3.1 实现工具比较(2026-04 基准)
基于官方文档和仓库整理的主要选项。功能快速变化,部署时请重新确认官方文档。
| 工具 | 许可证 | 后端 | 主要优势 | 限制 | 官方资料 |
|---|---|---|---|---|---|
| GPTCache | OSS(MIT) | Redis / Milvus / FAISS / SQLite | 多样后端、适配器丰富、从早期就专注 Semantic Cache | 2024 后发布频率降低,相比 LangChain/LiteLLM 社区驱动 | GitHub |
| Redis Semantic Cache (RedisVL) | OSS(MIT) | Redis Stack / Redis 8+ | 复用现有 Redis 基础设施、原生提供 SemanticCache 类、内置向量搜索 | 嵌入管道和 TTL 策略由应用程序直接配置 | RedisVL — Semantic Cache |
| Portkey | SaaS + Self-host(OSS Gateway,Apache 2.0) | 内置存储 / Redis | 网关一体化(路由/护栏/缓存集成)、Virtual Keys 多租户 | 高级功能依赖托管计划、自托管配置复杂 | Portkey Semantic Cache |
| Helicone | OSS(Apache 2.0)/ SaaS | ClickHouse(可观测性)+ Redis/S3(缓存) | 可观测性·日志与缓存集成、Rust 网关低延迟 | 自托管全栈依赖多、缓存基础是 exact-match(Semantic 是高级功能) | Helicone Caching |
| Bifrost + Redis | OSS(Apache 2.0)+ OSS Redis | Redis | Go 基础低延迟、CEL Rules 缓存键自定义、复用现有 Bifrost 部署 | Semantic Cache 本身需插件/sidecar 直接配置 | Bifrost 文档 |
| LangCache (Redis Labs) | 托管 SaaS(Redis Enterprise) | Redis Enterprise | 完全托管、包含嵌入模型·治理(2025 下半年 GA) | 仅限 Enterprise、区域限制、费用 | Redis LangCache |
3.2 工具选择决策树
3.3 场景别推荐
| 场景 | 推荐组合 | 理由 |
|---|---|---|
| 现有 EKS + Redis 运营 | Bifrost + Redis + RedisVL | 无需引入新供应商,复用现有基础设施 |
| 托管 + 合规 | Portkey 托管或 LangCache | SOC2/HIPAA 等认证、运营负担最小 |
| 可观测性优先 | Helicone | 缓存·路由·日志在单一产品中 |
| 初期 PoC / 原型 | LiteLLM + Redis(cache: true) | 配置 1-2 行启用、快速验证 |
| 开源强约束 | GPTCache + Milvus | 无供应商锁定、后端选择自由 |
3.4 Gateway 别集成模式
LiteLLM
基础启用(exact-match):
# litellm_config.yaml
litellm_settings:
cache: true
cache_params:
type: "redis"
host: "redis-service.default.svc.cluster.local"
port: 6379
启用 Semantic Cache:
litellm_settings:
cache: true
cache_params:
type: "redis-semantic-cache"
host: "redis-service.default.svc.cluster.local"
port: 6379
similarity_threshold: 0.85
embedding_model: "text-embedding-3-small"

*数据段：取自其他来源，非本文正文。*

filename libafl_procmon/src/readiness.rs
//! A one-shot event telling the caller the target had its time to start up.
use core::time::Duration;
use std::sync::{Arc, Condvar, Mutex};

/// Single-use readiness event.
///
/// Goes from unset to set exactly once and is never reset. Clones share the same event, so hand
/// one clone to the supervisor and keep another one to wait on.
#[derive(Debug, Clone, Default)]
pub struct ReadinessSignal {
    syncpair: Arc<(Mutex<bool>, Condvar)>,
}

impl ReadinessSignal {
    /// A new, unset signal
    #[must_use]
    pub fn new() -> Self {
        Self::default()
    }

    /// Sets the signal and wakes up all waiters.
    ///
    /// Returns `true` if this call did the transition, `false` if it was set already.
    pub fn set(&self) -> bool {
        let (lock, cvar) = &*self.syncpair;
        let mut ready = lock.lock().unwrap();
        if *ready {
            return false;
        }
        *ready = true;
        cvar.notify_all();
        true
    }

    /// Returns `true` once the signal was set
    #[must_use]
    pub fn is_set(&self) -> bool {
        *self.syncpair.0.lock().unwrap()
    }

    /// Blocks until the signal is set.
    pub fn wait(&self) {
        let (lock, cvar) = &*self.syncpair;
        let mut ready = lock.lock().unwrap();
        while !*ready {
            ready = cvar.wait(ready).unwrap();
        }
    }

    /// Blocks until the signal is set, or `timeout` passed.
    ///
    /// Returns `true` if the signal is set.
    #[must_use]
    pub fn wait_timeout(&self, timeout: Duration) -> bool {
        let (lock, cvar) = &*self.syncpair;
        let ready = lock.lock().unwrap();
        let (ready, _) = cvar
            .wait_timeout_while(ready, timeout, |ready| !*ready)
            .unwrap();
        *ready
    }
}

#[cfg(test)]
mod tests {
    use core::time::Duration;
    use std::thread;

    use crate::readiness::ReadinessSignal;

    #[test]
    fn test_set_once() {
        let ready = ReadinessSignal::new();
        assert!(!ready.is_set());
        assert!(!ready.wait_timeout(Duration::from_millis(10)));

        assert!(ready.set());
        assert!(!ready.set());
        assert!(ready.is_set());
        assert!(ready.wait_timeout(Duration::from_millis(10)));
    }

    #[test]
    fn test_wait_across_threads() {
        let ready = ReadinessSignal::new();
        let waiter = ready.clone();

        let handle = thread::spawn(move || {
            waiter.wait();
            waiter.is_set()
        });

        thread::sleep(Duration::from_millis(20));
        ready.set();
        assert!(handle.join().unwrap());
    }
}
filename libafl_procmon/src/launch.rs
//! The ordered list of commands that bring up the target, and how launching them can fail.
use core::fmt::{self, Display, Formatter};
use std::{
    io,
    path::{Path, PathBuf},
    process::{Child, Command},
};

#[cfg(unix)]
use nix::errno::Errno;
use serde::{Deserialize, Serialize};

/// Why one of the launch commands could not be started.
///
/// The OS specific variants only exist on their platform.
#[derive(Debug)]
pub enum LaunchError {
    /// The command at `index` has no program to execute
    EmptyCommand {
        /// Position of the command in the [`LaunchSpec`]
        index: usize,
    },
    /// `fork`/`exec` failed
    #[cfg(unix)]
    Unix {
        /// The command line we tried to start
        command: String,
        /// The errno reported by the OS
        errno: Errno,
        /// The OS error text
        message: String,
    },
    /// `CreateProcess` failed
    #[cfg(windows)]
    Windows {
        /// The command line we tried to start
        command: String,
        /// The `GetLastError` code
        code: i32,
        /// The OS error text
        message: String,
    },
    /// Launching failed on a platform without a dedicated variant
    #[cfg(not(any(unix, windows)))]
    Other {
        /// The command line we tried to start
        command: String,
        /// The OS error text
        message: String,
    },
}

impl LaunchError {
    fn from_io(command: String, err: &io::Error) -> Self {
        let message = err.to_string();
        #[cfg(unix)]
        {
            Self::Unix {
                command,
                errno: Errno::from_raw(err.raw_os_error().unwrap_or(0)),
                message,
            }
        }
        #[cfg(windows)]
        {
            Self::Windows {
                command,
                code: err.raw_os_error().unwrap_or(0),
                message,
            }
        }
        #[cfg(not(any(unix, windows)))]
        {
            Self::Other { command, message }
        }
    }

    /// The OS error code, if the OS reported one
    #[must_use]
    pub fn raw_os_error(&self) -> Option<i32> {
        match self {
            Self::EmptyCommand { .. } => None,
            #[cfg(unix)]
            Self::Unix { errno, .. } => match errno {
                Errno::UnknownErrno => None,
                errno => Some(*errno as i32),
            },
            #[cfg(windows)]
            Self::Windows { code, .. } => Some(*code),
            #[cfg(not(any(unix, windows)))]
            Self::Other { .. } => None,
        }
    }
}

impl Display for LaunchError {
    fn fmt(&self, f: &mut Formatter<'_>) -> fmt::Result {
        match self {
            Self::EmptyCommand { index } => write!(f, "launch command #{index} is empty"),
            #[cfg(unix)]
            Self::Unix {
                command, message, ..
            } => write!(f, "OSError \"{message}\" while starting \"{command}\""),
            #[cfg(windows)]
            Self::Windows {
                command, message, ..
            } => write!(f, "WindowsError \"{message}\" while starting \"{command}\""),
            #[cfg(not(any(unix, windows)))]
            Self::Other { command, message } => {
                write!(f, "Error \"{message}\" while starting \"{command}\"")
            }
        }
    }
}

impl std::error::Error for LaunchError {}

/// The commands to run, in order, to bring the target up.
///
/// Every command is started without waiting for it; the process started by the last command is
/// the one that gets supervised.
#[derive(Debug, Clone, Default, PartialEq, Eq, Serialize, Deserialize)]
pub struct LaunchSpec {
    commands: Vec<Vec<String>>,
    cwd: Option<PathBuf>,
    envs: Vec<(String, String)>,
}

impl LaunchSpec {
    /// An empty [`LaunchSpec`], add commands using [`LaunchSpec::command`]
    #[must_use]
    pub fn new() -> Self {
        Self::default()
    }

    /// Parses whitespace separated command lines, one command per line.
    /// Use [`LaunchSpec::command`] if arguments contain whitespace.
    #[must_use]
    pub fn from_cmdlines<IT, S>(cmdlines: IT) -> Self
    where
        IT: IntoIterator<Item = S>,
        S: AsRef<str>,
    {
        cmdlines.into_iter().fold(Self::new(), |spec, line| {
            spec.command(line.as_ref().split_whitespace())
        })
    }

    /// Appends a command. The first element of `argv` is the program.
    #[must_use]
    pub fn command<IT, S>(mut self, argv: IT) -> Self
    where
        IT: IntoIterator<Item = S>,
        S: AsRef<str>,
    {
        self.commands
            .push(argv.into_iter().map(|arg| arg.as_ref().to_owned()).collect());
        self
    }

    /// Sets the working directory of all commands.
    #[must_use]
    pub fn current_dir<P: AsRef<Path>>(mut self, dir: P) -> Self {
        self.cwd = Some(dir.as_ref().to_owned());
        self
    }

    /// Adds an environment variable to all commands.
    #[must_use]
    pub fn env<K, V>(mut self, key: K, val: V) -> Self
    where
        K: AsRef<str>,
        V: AsRef<str>,
    {
        self.envs
            .push((key.as_ref().to_owned(), val.as_ref().to_owned()));
        self
    }

    /// The working directory of all commands, if set
    #[must_use]
    pub fn cwd(&self) -> Option<&Path> {
        self.cwd.as_deref()
    }

    /// The commands, in launch order
    #[must_use]
    pub fn commands(&self) -> &[Vec<String>] {
        &self.commands
    }

    /// The number of commands
    #[must_use]
    pub fn len(&self) -> usize {
        self.commands.len()
    }

    /// Returns `true` if there is nothing to launch
    #[must_use]
    pub fn is_empty(&self) -> bool {
        self.commands.is_empty()
    }

    /// Starts every command in order, without waiting for any of them.
    ///
    /// `configure` gets to adjust each [`Command`] right before it is spawned.
    /// Every started [`Child`] is pushed onto `children`, also when a later command fails, so the
    /// caller can still reap them. The first failure aborts the remaining commands.
    /// On success, the last [`Child`] pushed belongs to the last command.
    pub fn spawn_all<F>(
        &self,
        children: &mut Vec<Child>,
        mut configure: F,
    ) -> Result<(), LaunchError>
    where
        F: FnMut(&mut Command),
    {
        children.reserve(self.commands.len());
        for (index, argv) in self.commands.iter().enumerate() {
            let Some((program, args)) = argv.split_first() else {
                return Err(LaunchError::EmptyCommand { index });
            };

            let mut command = Command::new(program);
            command.args(args);
            command.envs(self.envs.iter().map(|(k, v)| (k.as_str(), v.as_str())));
            if let Some(cwd) = &self.cwd {
                command.current_dir(cwd);
            }
            configure(&mut command);

            let child = command
                .spawn()
                .map_err(|err| LaunchError::from_io(argv.join(" "), &err))?;
            log::debug!("started {:?} as pid {}", argv, child.id());
            children.push(child);
        }
        Ok(())
    }
}
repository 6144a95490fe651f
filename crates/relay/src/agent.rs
use async_trait::async_trait;
use futures::stream::BoxStream;
use futures::StreamExt;
use serde_json::{Map, Value};
use std::future::Future;
use std::sync::atomic::{AtomicBool, AtomicU64, Ordering};
use std::sync::{Arc, Mutex, MutexGuard, PoisonError};
use tokio::sync::watch;
use tracing::{debug, error, info, warn};

use crate::classify::{classify, Classified};
use crate::engine::{Engine, EngineError, RunRequest};
use crate::errors::{AgentError, AgentResult};
use crate::models::event::{Event, EventKind, META_AGENT};
use crate::models::session::{FileRecord, Session, Turn};
use crate::registry::{Continuation, ContinuationRegistry, Settlement};

/// The events of one conversation, ending with exactly one terminal event
pub type EventStream = BoxStream<'static, Event>;

/// Everything a transport can ask of an agent
#[async_trait]
pub trait Agent: Send + Sync {
    async fn list_files(&self) -> Vec<FileRecord>;
    async fn upload_file(&self, path: &str) -> FileRecord;
    /// Returns false if no file with that id was uploaded
    async fn delete_file(&self, id: &str) -> bool;
    /// Drop all session state, cancelling any conversation in flight
    async fn reset(&self);

    async fn load_history(&self, turns: Vec<Turn>);
    async fn unload_history(&self);

    /// Merge the given variables into the context
    async fn set_context(&self, variables: Map<String, Value>);
    async fn get_context(&self, name: &str) -> Option<Value>;
    async fn delete_context(&self, name: &str) -> bool;

    async fn chat(&self, message: &str) -> AgentResult<EventStream>;
    async fn chat_with(&self, agent: &str, message: &str) -> AgentResult<EventStream>;
    async fn respond(&self, id: &str, answer: &str) -> AgentResult<()>;
}

#[derive(Debug, Clone, Copy, PartialEq, Eq)]
pub struct AgentConfig {
    /// Upper bound on engine rounds per conversation, 0 for no bound
    pub max_rounds: usize,
}

impl Default for AgentConfig {
    fn default() -> Self {
        AgentConfig { max_rounds: 15 }
    }
}

/// AgentCore bridges an engine run to a stream of events, pausing the stream
/// whenever the engine waits on a human and resuming it from `respond`
pub struct AgentCore {
    engine: Arc<dyn Engine>,
    config: AgentConfig,
    session: Arc<Mutex<Session>>,
    registry: Arc<ContinuationRegistry>,
    in_flight: Arc<AtomicBool>,
    cancel_tx: Arc<Mutex<Option<watch::Sender<bool>>>>,
    fallbacks: Arc<AtomicU64>,
}

/// Holds the conversation slot. Released when the terminal event is emitted,
/// or when the stream is dropped before reaching it.
struct ConversationGuard {
    in_flight: Arc<AtomicBool>,
    registry: Arc<ContinuationRegistry>,
    cancel_tx: Arc<Mutex<Option<watch::Sender<bool>>>>,
    released: bool,
}

impl ConversationGuard {
    fn release(&mut self) {
        if self.released {
            return;
        }
        self.released = true;
        self.registry.cancel_all();
        lock(&self.cancel_tx).take();
        self.in_flight.store(false, Ordering::SeqCst);
    }
}

impl Drop for ConversationGuard {
    fn drop(&mut self) {
        self.release();
    }
}

enum Wake<T> {
    Ready(T),
    Cancelled,
}

async fn wait_for_cancel(cancel_rx: &mut watch::Receiver<bool>) {
    loop {
        if *cancel_rx.borrow_and_update() {
            return;
        }
        if cancel_rx.changed().await.is_err() {
            // The core is gone, nobody can cancel anymore
            std::future::pending::<()>().await;
        }
    }
}

async fn or_cancelled<F: Future>(cancel_rx: &mut watch::Receiver<bool>, fut: F) -> Wake<F::Output> {
    tokio::select! {
        biased;
        _ = wait_for_cancel(cancel_rx) => Wake::Cancelled,
        output = fut => Wake::Ready(output),
    }
}

fn lock<T>(mutex: &Mutex<T>) -> MutexGuard<'_, T> {
    mutex.lock().unwrap_or_else(PoisonError::into_inner)
}

fn failure(err: EngineError) -> Event {
    error!(category = err.category(), error = %err, "engine failed");
    Event::error(err.category(), err.to_string())
}

impl AgentCore {
    pub fn new(engine: Arc<dyn Engine>) -> Self {
        Self::with_config(engine, AgentConfig::default())
    }

    pub fn with_config(engine: Arc<dyn Engine>, config: AgentConfig) -> Self {
        AgentCore {
            engine,
            config,
            session: Arc::new(Mutex::new(Session::new())),
            registry: Arc::new(ContinuationRegistry::new()),
            in_flight: Arc::new(AtomicBool::new(false)),
            cancel_tx: Arc::new(Mutex::new(None)),
            fallbacks: Arc::new(AtomicU64::new(0)),
        }
    }

    /// Start a conversation
    pub fn chat(&self, message: &str) -> AgentResult<EventStream> {
        self.start(message.to_string(), None)
    }

    /// Start a conversation with the named agent taking the first turn
    pub fn chat_with(&self, agent: &str, message: &str) -> AgentResult<EventStream> {
        self.start(message.to_string(), Some(agent.to_string()))
    }

    /// Answer a pending input request. Returns as soon as the answer is handed
    /// over, the paused stream picks it up on its next poll.
    pub fn respond(&self, id: &str, answer: &str) -> AgentResult<()> {
        let continuation = self.registry.take(id).map_err(|err| {
            warn!(id, error = %err, "rejected answer");
            err
        })?;

        lock(&self.session).history.push(Turn::user(answer));
        if !continuation.resolve(answer) {
            warn!(id, "engine stopped waiting before the answer arrived");
        }
        debug!(id, "answer delivered");
        Ok(())
    }

    /// Stop the conversation in flight. Returns false if there was nothing to stop.
    pub fn cancel(&self) -> bool {
        let signalled = lock(&self.cancel_tx)
            .as_ref()
            .map(|tx| tx.send(true).is_ok())
            .unwrap_or(false);
        let released = self.registry.cancel_all();
        if signalled || released > 0 {
            info!(released, "conversation cancelled");
        }
        signalled || released > 0
    }

    /// Ids of the input requests currently waiting for an answer
    pub fn pending_continuations(&self) -> Vec<String> {
        self.registry.pending_ids()
    }

    /// How many native payloads had to be decoded lossily
    pub fn fallback_count(&self) -> u64 {
        self.fallbacks.load(Ordering::Relaxed)
    }

    pub fn is_in_flight(&self) -> bool {
        self.in_flight.load(Ordering::SeqCst)
    }

    fn start(&self, message: String, target_agent: Option<String>) -> AgentResult<EventStream> {
        if self.in_flight.swap(true, Ordering::SeqCst) {
            return Err(AgentError::ConversationInFlight);
        }
        let mut guard = ConversationGuard {
            in_flight: self.in_flight.clone(),
            registry: self.registry.clone(),
            cancel_tx: self.cancel_tx.clone(),
            released: false,
        };

        self.registry.clear();
        let (cancel_tx, mut cancel_rx) = watch::channel(false);
        *lock(&self.cancel_tx) = Some(cancel_tx);

        let engine = self.engine.clone();
        let session = self.session.clone();
        let registry = self.registry.clone();
        let fallbacks = self.fallbacks.clone();
        let request = prepare_run(&session, message, target_agent, self.config.max_rounds);

        Ok(Box::pin(async_stream::stream! {
            info!(
                engine = engine.name(),
                target_agent = request.target_agent.as_deref(),
                "conversation started"
            );

            let terminal = 'conversation: {
                let mut native = match or_cancelled(&mut cancel_rx, engine.run(request)).await {
                    Wake::Cancelled => break 'conversation Event::cancelled(),
                    Wake::Ready(Err(err)) => break 'conversation failure(err),
                    Wake::Ready(Ok(native)) => native,
                };

                loop {
                    let next = match or_cancelled(&mut cancel_rx, native.next()).await {
                        Wake::Cancelled => break 'conversation Event::cancelled(),
                        Wake::Ready(None) => break 'conversation Event::completed(snapshot(&session)),
                        Wake::Ready(Some(Err(err))) => break 'conversation failure(err),
                        Wake::Ready(Some(Ok(next))) => next,
                    };

                    match classify(next, &fallbacks) {
                        Classified::Emit(event) => {
                            record_response(&session, &event);
                            debug!(kind = %event.kind(), id = event.id(), "event");
                            yield event;
                        }
                        Classified::Input { event, handle } => {
                            let (continuation, settled) = Continuation::new(handle);
                            if let Err(err) = registry.register(event.id(), continuation) {
                                break 'conversation Event::error(err.category(), err.to_string());
                            }
                            debug!(id = event.id(), "awaiting input");
                            yield event;

                            match or_cancelled(&mut cancel_rx, settled).await {
                                Wake::Ready(Ok(Settlement::Answered)) => {}
                                Wake::Ready(Ok(Settlement::Cancelled)) | Wake::Ready(Err(_)) | Wake::Cancelled => {
                                    break 'conversation Event::cancelled();
                                }
                            }
                        }
                        Classified::Failure(err) => break 'conversation failure(err),
                    }
                }
            };

            // The slot is free before the caller sees the terminal event
            guard.release();
            info!(outcome = %terminal.kind(), "conversation finished");
            yield terminal;
        }))
    }
}

fn prepare_run(
    session: &Mutex<Session>,
    message: String,
    target_agent: Option<String>,
    max_rounds: usize,
) -> RunRequest {
    let mut session = lock(session);
    session.next_step();
    let history = session.history.clone();
    session.history.push(Turn::user(message.clone()));
    RunRequest {
        message,
        context: session.context.clone(),
        history,
        target_agent,
        max_rounds,
    }
}

fn record_response(session: &Mutex<Session>, event: &Event) {
    if event.kind() != EventKind::AgentResponse {
        return;
    }
    let role = event.metadata_str(META_AGENT).unwrap_or("assistant").to_string();
    lock(session)
        .history
        .push(Turn::new(role, event.content()));
}

fn snapshot(session: &Mutex<Session>) -> Map<String, Value> {
    lock(session).context.clone()
}

#[async_trait]
impl Agent for AgentCore {
    async fn list_files(&self) -> Vec<FileRecord> {
        lock(&self.session).files.clone()
    }

    async fn upload_file(&self, path: &str) -> FileRecord {
        let record = FileRecord::from_path(path);
        lock(&self.session).files.push(record.clone());
        record
    }

    async fn delete_file(&self, id: &str) -> bool {
        let mut session = lock(&self.session);
        let before = session.files.len();
        session.files.retain(|file| file.id != id);
        session.files.len() != before
    }

    async fn reset(&self) {
        self.cancel();
        *lock(&self.session) = Session::new();
    }

    async fn load_history(&self, turns: Vec<Turn>) {
        lock(&self.session).history = turns;
    }

    async fn unload_history(&self) {
        lock(&self.session).history.clear();
    }

    async fn set_context(&self, variables: Map<String, Value>) {
        lock(&self.session).context.extend(variables);
    }

    async fn get_context(&self, name: &str) -> Option<Value> {
        lock(&self.session).context.get(name).cloned()
    }

    async fn delete_context(&self, name: &str) -> bool {
        lock(&self.session).context.remove(name).is_some()
    }

    async fn chat(&self, message: &str) -> AgentResult<EventStream> {
        AgentCore::chat(self, message)
    }

    async fn chat_with(&self, agent: &str, message: &str) -> AgentResult<EventStream> {
        AgentCore::chat_with(self, agent, message)
    }

    async fn respond(&self, id: &str, answer: &str) -> AgentResult<()> {
        AgentCore::respond(self, id, answer)
    }
}
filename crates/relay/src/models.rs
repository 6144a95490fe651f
//! These models represent the values that cross the agent core boundary
//!
//! Native engine notifications never leave the core. They are converted into
//! `Event`s, which are plain data that any transport can serialize, and the
//! per-agent `Session` keeps the context, history and file records that feed
//! the next engine run.
pub mod event;
pub mod session;
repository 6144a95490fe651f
pub mod run;
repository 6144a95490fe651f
use crate::error::ApiError;
use crate::sessions::{SessionEntry, SessionStore};
use crate::state::AppState;
use axum::{extract::State, routing::post, Json, Router};
use futures::stream::StreamExt;
use relay::agent::EventStream;
use relay::models::event::{Event, EventKind};
use serde::{Deserialize, Serialize};
use tracing::{debug, info};

#[derive(Debug, Deserialize)]
struct ChatRequest {
    message: String,
}

#[derive(Debug, Deserialize)]
struct RespondRequest {
    session_id: String,
    event_id: String,
    message: String,
}

#[derive(Debug, Clone, Copy, PartialEq, Eq, Serialize, Deserialize)]
#[serde(rename_all = "snake_case")]
pub enum Status {
    InputRequired,
    Completed,
    Error,
}

#[derive(Debug, Serialize, Deserialize)]
pub struct ChatResponse {
    pub status: Status,
    pub session_id: String,
    #[serde(skip_serializing_if = "Option::is_none")]
    pub event_id: Option<String>,
    #[serde(skip_serializing_if = "Option::is_none")]
    pub prompt: Option<String>,
    pub events: Vec<Event>,
}

/// Where draining stopped
#[derive(Debug, PartialEq)]
enum Stop {
    Input { event_id: String, prompt: String },
    Finished(Status),
}

/// Collect events until the first input request or the end of the conversation
async fn drain(stream: &mut EventStream, events: &mut Vec<Event>) -> Stop {
    while let Some(event) = stream.next().await {
        let stop = match event.kind() {
            EventKind::InputRequest => Some(Stop::Input {
                event_id: event.id().to_string(),
                prompt: event.prompt().to_string(),
            }),
            EventKind::Completed => Some(Stop::Finished(Status::Completed)),
            EventKind::Error => Some(Stop::Finished(Status::Error)),
            _ => None,
        };
        events.push(event);
        if let Some(stop) = stop {
            return stop;
        }
    }
    // A stream never ends without a terminal event, unless it was already drained
    Stop::Finished(Status::Error)
}

fn response(session_id: String, stop: Stop, events: Vec<Event>) -> ChatResponse {
    match stop {
        Stop::Input { event_id, prompt } => ChatResponse {
            status: Status::InputRequired,
            session_id,
            event_id: Some(event_id),
            prompt: Some(prompt),
            events,
        },
        Stop::Finished(status) => ChatResponse {
            status,
            session_id,
            event_id: None,
            prompt: None,
            events,
        },
    }
}

async fn chat_handler(
    State(state): State<AppState>,
    Json(request): Json<ChatRequest>,
) -> Result<Json<ChatResponse>, ApiError> {
    let agent = state.new_agent();
    let mut stream = agent.chat(&request.message)?;
    let session_id = SessionStore::new_id();

    let mut events = Vec::new();
    let stop = drain(&mut stream, &mut events).await;
    debug!(session_id = session_id.as_str(), ?stop, "first drain finished");

    if matches!(stop, Stop::Input { .. }) {
        state
            .sessions
            .insert(session_id.clone(), SessionEntry::buffered(agent, stream))
            .await;
        info!(session_id = session_id.as_str(), "session waiting for input");
    }

    Ok(Json(response(session_id, stop, events)))
}

async fn respond_handler(
    State(state): State<AppState>,
    Json(request): Json<RespondRequest>,
) -> Result<Json<ChatResponse>, ApiError> {
    let session = state
        .sessions
        .get(&request.session_id)
        .await
        .ok_or_else(|| ApiError::SessionNotFound(request.session_id.clone()))?;
    session.touch();

    let mut guard = session.events().await;
    let stream = guard
        .as_mut()
        .ok_or_else(|| ApiError::SessionClosed(request.session_id.clone()))?;

    session.agent.respond(&request.event_id, &request.message)?;

    let mut events = Vec::new();
    let stop = drain(stream, &mut events).await;
    if let Stop::Finished(status) = stop {
        guard.take();
        state.sessions.remove(&request.session_id).await;
        info!(session_id = request.session_id.as_str(), ?status, "session finished");
    }

    Ok(Json(response(request.session_id, stop, events)))
}

pub fn routes(state: AppState) -> Router {
    Router::new()
        .route("/api/chat", post(chat_handler))
        .route("/api/respond", post(respond_handler))
        .with_state(state)
}
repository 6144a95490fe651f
use serde::{Deserialize, Serialize};
use serde_json::{Map, Value};
use uuid::Uuid;

/// Open metadata attached to every event
pub type Metadata = Map<String, Value>;

/// Metadata key holding the name of the agent that produced the event
pub const META_AGENT: &str = "agent";
/// Metadata key holding the human readable prompt of an input request
pub const META_PROMPT: &str = "prompt";
/// Metadata key holding the unconverted native notification kind
pub const META_EVENT_TYPE: &str = "event_type";
/// Metadata key holding the failure category of an error event
pub const META_ERROR_TYPE: &str = "error_type";
/// Metadata key holding the context snapshot of a completed conversation
pub const META_FINAL_CONTEXT: &str = "final_context";

#[derive(
    Debug,
    Clone,
    Copy,
    PartialEq,
    Eq,
    Hash,
    Serialize,
    Deserialize,
    strum_macros::Display,
    strum_macros::EnumString,
    strum_macros::EnumIter,
)]
#[serde(rename_all = "snake_case")]
#[strum(serialize_all = "snake_case")]
/// The kinds of activity an agent can report
pub enum EventKind {
    Message,
    InputRequest,
    AgentResponse,
    ToolCall,
    Thinking,
    Error,
    Completed,
}

impl EventKind {
    /// Terminal kinds end a conversation, nothing is emitted after them
    pub fn is_terminal(&self) -> bool {
        matches!(self, EventKind::Error | EventKind::Completed)
    }
}

#[derive(Debug, Clone, PartialEq, Serialize, Deserialize)]
/// One unit of agent activity, already reduced to display text
pub struct Event {
    kind: EventKind,
    id: String,
    content: String,
    #[serde(default)]
    metadata: Metadata,
}

impl Event {
    /// Create an event with a freshly generated id
    pub fn new<S: Into<String>>(kind: EventKind, content: S) -> Self {
        Self::with_id(kind, Uuid::new_v4().to_string(), content)
    }

    pub fn with_id<I: Into<String>, S: Into<String>>(kind: EventKind, id: I, content: S) -> Self {
        Event {
            kind,
            id: id.into(),
            content: content.into(),
            metadata: Metadata::new(),
        }
    }

    /// Attach a metadata entry while the event is being built
    pub fn with_metadata<K: Into<String>, V: Into<Value>>(mut self, key: K, value: V) -> Self {
        self.metadata.insert(key.into(), value.into());
        self
    }

    pub fn completed(final_context: Map<String, Value>) -> Self {
        Event::new(EventKind::Completed, "Chat completed successfully")
            .with_metadata(META_FINAL_CONTEXT, Value::Object(final_context))
    }

    pub fn error<C: Into<String>, S: Into<String>>(category: C, description: S) -> Self {
        Event::new(EventKind::Error, description).with_metadata(META_ERROR_TYPE, category.into())
    }

    pub fn cancelled() -> Self {
        Event::error("cancelled", "Conversation was cancelled")
    }

    pub fn kind(&self) -> EventKind {
        self.kind
    }

    pub fn id(&self) -> &str {
        &self.id
    }

    pub fn content(&self) -> &str {
        &self.content
    }

    pub fn metadata(&self) -> &Metadata {
        &self.metadata
    }

    /// Read a string metadata entry
    pub fn metadata_str(&self, key: &str) -> Option<&str> {
        self.metadata.get(key).and_then(Value::as_str)
    }

    pub fn is_terminal(&self) -> bool {
        self.kind.is_terminal()
    }

    /// The prompt of an input request, falling back to the content
    pub fn prompt(&self) -> &str {
        self.metadata_str(META_PROMPT).unwrap_or(&self.content)
    }
}

#[cfg(test)]
mod tests {
    use super::*;
    use serde_json::json;
    use std::str::FromStr;
    use strum::IntoEnumIterator;

    #[test]
    fn test_payload_shape() {
        let event = Event::with_id(EventKind::InputRequest, "r1", "pick a city")
            .with_metadata(META_PROMPT, "pick a city");

        let value = serde_json::to_value(&event).unwrap();
        assert_eq!(
            value,
            json!({
                "kind": "input_request",
                "id": "r1",
                "content": "pick a city",
                "metadata": {"prompt": "pick a city"}
            })
        );
    }

    #[test]
    fn test_metadata_defaults_to_empty() {
        let event: Event =
            serde_json::from_str(r#"{"kind":"message","id":"1","content":"hi"}"#).unwrap();
        assert!(event.metadata().is_empty());
        assert_eq!(event.kind(), EventKind::Message);
    }

    #[test]
    fn test_kind_names_match_wire_names() {
        for kind in EventKind::iter() {
            let wire = serde_json::to_value(kind).unwrap();
            assert_eq!(wire, json!(kind.to_string()));
            assert_eq!(EventKind::from_str(&kind.to_string()).unwrap(), kind);
        }
    }

    #[test]
    fn test_only_error_and_completed_are_terminal() {
        let terminal: Vec<EventKind> = EventKind::iter().filter(|k| k.is_terminal()).collect();
        assert_eq!(terminal, vec![EventKind::Error, EventKind::Completed]);
    }

    #[test]
    fn test_error_carries_category() {
        let event = Event::error("rate_limited", "slow down");
        assert_eq!(event.metadata_str(META_ERROR_TYPE), Some("rate_limited"));
        assert_eq!(event.content(), "slow down");
        assert!(event.is_terminal());
    }

    #[test]
    fn test_prompt_falls_back_to_content() {
        let event = Event::new(EventKind::InputRequest, "Please provide input:");
        assert_eq!(event.prompt(), "Please provide input:");
    }
}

详细选项参阅 LiteLLM Caching 文档。
Bifrost + RedisVL Sidecar
Bifrost 本身仅支持 exact-match 缓存,因此 Semantic Cache 通过以下两种方法实现。
方法 A:Python 代理前端 — 在 Bifrost 前部署使用 RedisVL SemanticCache 类的轻量 FastAPI 代理
from redisvl.extensions.session_manager import SemanticCache
from fastapi import FastAPI, Request
import httpx
app = FastAPI()
cache = SemanticCache(
name="llm_cache",
redis_url="redis://redis-service:6379",
distance_threshold=0.15, # 1 - similarity(0.85 similarity = 0.15 distance)
)
@app.post("/v1/{path:path}")
async def proxy(path: str, request: Request):
body = await request.json()
query = body["messages"][-1]["content"]
# Semantic Cache 查询
cached = cache.check(prompt=query)
if cached:
return {"choices": [{"message": {"content": cached[0]["response"]}}]}
# MISS → Bifrost 调用
async with httpx.AsyncClient() as client:
resp = await client.post(f"http://bifrost:8080/v1/{path}", json=body)
result = resp.json()
# 保存响应
cache.store(prompt=query, response=result["choices"][0]["message"]["content"])
return result
方法 B:CEL Rules 基于头的分支 — 通过 Bifrost CEL Rules 仅将带 x-cache-enabled: true 头的请求经由 Redis
{
"plugins": [
{
"enabled": true,
"name": "cel_rules",
"config": {
"rules": [
{
"condition": "request.header['x-cache-enabled'] == 'true'",
"action": "route",
"target": "redis-semantic-proxy"
}
]
}
}
]
}
Portkey
Portkey 是网关一体化,内置支持缓存。
import Portkey from "portkey-ai";
const portkey = new Portkey({
apiKey: "YOUR_PORTKEY_API_KEY",
config: {
cache: {
mode: "semantic",
max_age: 3600, // TTL 1小时
},
strategy: {
mode: "fallback",
targets: [
{ provider: "openai", model: "gpt-4o" },
{ provider: "anthropic", model: "claude-sonnet-4" },
],
},
},
});
const response = await portkey.chat.completions.create({
messages: [{ role: "user", content: "Hello" }],
model: "gpt-4o",
});
结合 Virtual Keys 也可实现按租户分离缓存策略。详情参阅 Portkey Semantic Cache 文档。